Court Opinion

ID: 2626837
Source: CourtListenerOpinion
Date Created: 2013-11-01 20:47:20.999522+00
Date Added: 2024-06-11T11:25:31.303160
License: Public Domain

2007 WY 50
PAUL ALBERT FRENZEL, Appellant (Petitioner),
v.
STATE OFWYOMING, DEPARTMENT OF FAMILY SERVICES, Appellee (Respondent).
No. 06-163.
Supreme Court of Wyoming. OCTOBER TERM, A.D. 2006.
March 21, 2007.
Representing Appellant: Paul Albert Frenzel, Pro Se.
Representing Appellee: Patrick J. Crank, Attorney General; Robin Sessions Cooley, Deputy Attorney General; Jacob L. Brooks, Assistant Attorney General; and Dan Wilde, Senior Assistant Attorney General.
Before VOIGT, C.J., and GOLDEN, HILL, KITE, and BURKE, JJ.
VOIGT, Chief Justice.
[¶1] The appellant, an inmate at the Wyoming State Penitentiary, appeals from an order of the district court denying his petition to modify a child support order and to grant him a reduction in the amount of his child support obligation arrearage. We dismiss the appeal because it was untimely filed.
[¶2] A Judgment and Order of Paternity and Support was entered in the district court on January 20, 1994, whereby the appellant was adjudged to be the "natural" father of two children, and was ordered to pay $50.00 per month to the children's mother as child support. On October 17, 2005, the appellant filed a petition to modify child support, a motion to modify child support arrearages, and an affidavit of indigency in which the appellant stated that he was financially unable to pay filing fees. The appellant's unsworn brief alleges that the district court granted his motion for leave to proceed in forma pauperis in the district court, but no such order appears in the record on appeal.[1]
[¶3] The appellant's petition and motion were set for hearing on April 12, 2006. Prior to that date, the appellant filed a request to be able to participate in the hearing telephonically. The court file does not contain a responsive order, but there is a note attached to the request to the effect that the hearing would be by telephone. An order denying the petition and motion was entered on April 27, 2006, in which it was noted that the appellant failed to appear for the hearing.
[¶4] On May 23, 2006, the appellant attempted to file a notice of appeal from the April 27, 2006 order. He did not, however, pay the appellate docketing fee, proffering instead on June 1, 2006 a document entitled "Forma Pauperis," in which he sought waiver of the filing fee. The Clerk of the District Court declined to file the notice of appeal on the ground that the appellant was not entitled to in forma pauperis status in the appeal of a child support modification order. The appellant then paid the docketing fee and filed the notice of appeal on July 10, 2006.

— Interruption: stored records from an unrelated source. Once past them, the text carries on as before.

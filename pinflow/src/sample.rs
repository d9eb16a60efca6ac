// SPDX-FileCopyrightText: 2025 Contributors to the pinflow project.
// SPDX-License-Identifier: Apache-2.0

//! One unit of media data moving between pins.

use crate::{Error, FormatDescriptor, Result, pool::Lease};

/// Start and optional stop time of a sample, in 100 ns reference units.
#[derive(Clone, Copy, Debug, PartialEq, Eq)]
pub struct SampleTime {
    pub start: i64,
    pub stop: Option<i64>,
}

impl SampleTime {
    pub fn new(start: i64, stop: Option<i64>) -> Self {
        Self { start, stop }
    }

    /// Stop minus start, when a stop time is present.
    pub fn duration(&self) -> Option<i64> {
        self.stop.map(|stop| stop - self.start)
    }
}

/// Per-sample flags.
#[derive(Clone, Copy, Debug, Default, PartialEq, Eq)]
pub struct SampleFlags {
    /// Decoding can start at this sample (keyframe).
    pub sync_point: bool,
    /// The sample is needed for decoding but should not be presented.
    pub preroll: bool,
    /// The sample follows a break in the stream (connect, seek, flush).
    pub discontinuity: bool,
}

enum Backing {
    Owned(Vec<u8>),
    Leased(Lease),
}

/// A buffer plus timing and flags.
///
/// A sample is exclusively owned by whichever stage holds it; pushing it
/// downstream moves it. Pool-backed samples return their buffer to the pool
/// when dropped.
pub struct Sample {
    backing: Backing,
    len: usize,
    time: Option<SampleTime>,
    flags: SampleFlags,
    format_change: Option<FormatDescriptor>,
}

impl Sample {
    /// Wraps an owned buffer; the actual length is the whole vector.
    pub fn from_vec(data: Vec<u8>) -> Self {
        let len = data.len();
        Self {
            backing: Backing::Owned(data),
            len,
            time: None,
            flags: SampleFlags::default(),
            format_change: None,
        }
    }

    /// Allocates an unpooled, zeroed buffer of `capacity` bytes with an
    /// actual length of zero.
    ///
    /// # Errors
    ///
    /// Returns [`Error::OutOfMemory`] if the buffer cannot be reserved.
    pub fn with_capacity(capacity: usize) -> Result<Self> {
        let mut data = Vec::new();
        data.try_reserve_exact(capacity)
            .map_err(|_| Error::OutOfMemory)?;
        data.resize(capacity, 0);
        let mut sample = Self::from_vec(data);
        sample.len = 0;
        Ok(sample)
    }

    pub(crate) fn leased(lease: Lease) -> Self {
        Self {
            backing: Backing::Leased(lease),
            len: 0,
            time: None,
            flags: SampleFlags::default(),
            format_change: None,
        }
    }

    /// Whether the buffer belongs to a pool.
    pub fn is_pooled(&self) -> bool {
        matches!(self.backing, Backing::Leased(_))
    }

    /// Total buffer size.
    pub fn capacity(&self) -> usize {
        self.buffer().len()
    }

    /// The whole buffer, regardless of the actual length.
    pub fn buffer(&self) -> &[u8] {
        match &self.backing {
            Backing::Owned(data) => data,
            Backing::Leased(lease) => lease.data(),
        }
    }

    /// Mutable access to the whole buffer. Call [`Sample::set_actual_len`]
    /// after writing.
    pub fn buffer_mut(&mut self) -> &mut [u8] {
        match &mut self.backing {
            Backing::Owned(data) => data,
            Backing::Leased(lease) => lease.data_mut(),
        }
    }

    /// The valid bytes.
    pub fn payload(&self) -> &[u8] {
        &self.buffer()[..self.len]
    }

    pub fn actual_len(&self) -> usize {
        self.len
    }

    /// # Errors
    ///
    /// Returns [`Error::InvalidArg`] if `len` exceeds the capacity.
    pub fn set_actual_len(&mut self, len: usize) -> Result<()> {
        if len > self.capacity() {
            return Err(Error::InvalidArg(format!(
                "length {} exceeds buffer capacity {}",
                len,
                self.capacity()
            )));
        }
        self.len = len;
        Ok(())
    }

    /// Copies `data` into the buffer and sets the actual length.
    ///
    /// # Errors
    ///
    /// Returns [`Error::PoolExhausted`] if `data` does not fit.
    pub fn fill_from(&mut self, data: &[u8]) -> Result<()> {
        if data.len() > self.capacity() {
            return Err(Error::PoolExhausted);
        }
        self.buffer_mut()[..data.len()].copy_from_slice(data);
        self.len = data.len();
        Ok(())
    }

    pub fn time(&self) -> Option<SampleTime> {
        self.time
    }

    pub fn set_time(&mut self, time: Option<SampleTime>) {
        self.time = time;
    }

    pub fn flags(&self) -> SampleFlags {
        self.flags
    }

    pub fn flags_mut(&mut self) -> &mut SampleFlags {
        &mut self.flags
    }

    pub fn set_flags(&mut self, flags: SampleFlags) {
        self.flags = flags;
    }

    /// A new format that takes effect with this sample.
    pub fn format_change(&self) -> Option<&FormatDescriptor> {
        self.format_change.as_ref()
    }

    pub fn set_format_change(&mut self, format: Option<FormatDescriptor>) {
        self.format_change = format;
    }

    /// Copies timing, flags and any format change from `other`.
    pub fn copy_attributes_from(&mut self, other: &Sample) {
        self.time = other.time;
        self.flags = other.flags;
        self.format_change = other.format_change.clone();
    }

    /// Builder form of [`Sample::set_time`].
    pub fn with_time(mut self, start: i64, stop: Option<i64>) -> Self {
        self.time = Some(SampleTime::new(start, stop));
        self
    }

    /// Builder form of [`Sample::set_flags`].
    pub fn with_flags(mut self, flags: SampleFlags) -> Self {
        self.flags = flags;
        self
    }
}

impl std::fmt::Debug for Sample {
    fn fmt(&self, f: &mut std::fmt::Formatter<'_>) -> std::fmt::Result {
        f.debug_struct("Sample")
            .field("len", &self.len)
            .field("capacity", &self.capacity())
            .field("pooled", &self.is_pooled())
            .field("time", &self.time)
            .field("flags", &self.flags)
            .finish()
    }
}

[¶5] Three rules of appellate procedure bear directly upon this issue: (1) W.R.A.P. 1.03 declares that the timely filing of a notice of appeal is jurisdictional; (2) W.R.A.P. 2.01(a) requires that a notice of appeal be filed with the clerk of the trial court within thirty days of entry of the appealable order; and (3) W.R.A.P. 2.09(a) requires an appellant to pay the appellate docketing fee, or to deliver an order permitting him to proceed in forma pauperis, to the clerk of the trial court at the time the notice of appeal is filed. In the instant case, the record leaves no doubt that the appellant did not pay the docketing fee or produce an order allowing him to proceed on appeal in forma pauperis when he attempted to file his notice of appeal on May 23, 2006. W.R.A.P. 2.09(a) provides that the docketing fee shall be collected, so the district court clerk acted properly in refusing to file the notice of appeal. When the appellant did pay the fee and file his notice of appeal on July 10, 2006, more than thirty days had passed since entry of the order being appealed. Thus, the appeal being untimely, this Court does not have jurisdiction to hear it. W.R.A.P. 1.03.[2]
NOTES
[1]  The record on appeal is not clear, due to the absence of any such order, and due to the absence of any evidence as to whether or not the appellant paid the requisite fee to file his petition and motion. Because they have not directly been raised or briefed, we will not herein answer either the question of whether a person may obtain in forma pauperis status for the purpose of filing in the district court a petition to modify a child support obligation without payment of district court filing fees, or whether a person may obtain in forma pauperis status for the purpose of filing in this Court an appeal from the denial of a petition to modify a child support obligation without paying the appellate docketing fee.
[2]  One rule of appellate procedure that does not apply in this case is W.R.A.P. 10.07, relied upon by the appellant. It applies only to criminal appeals.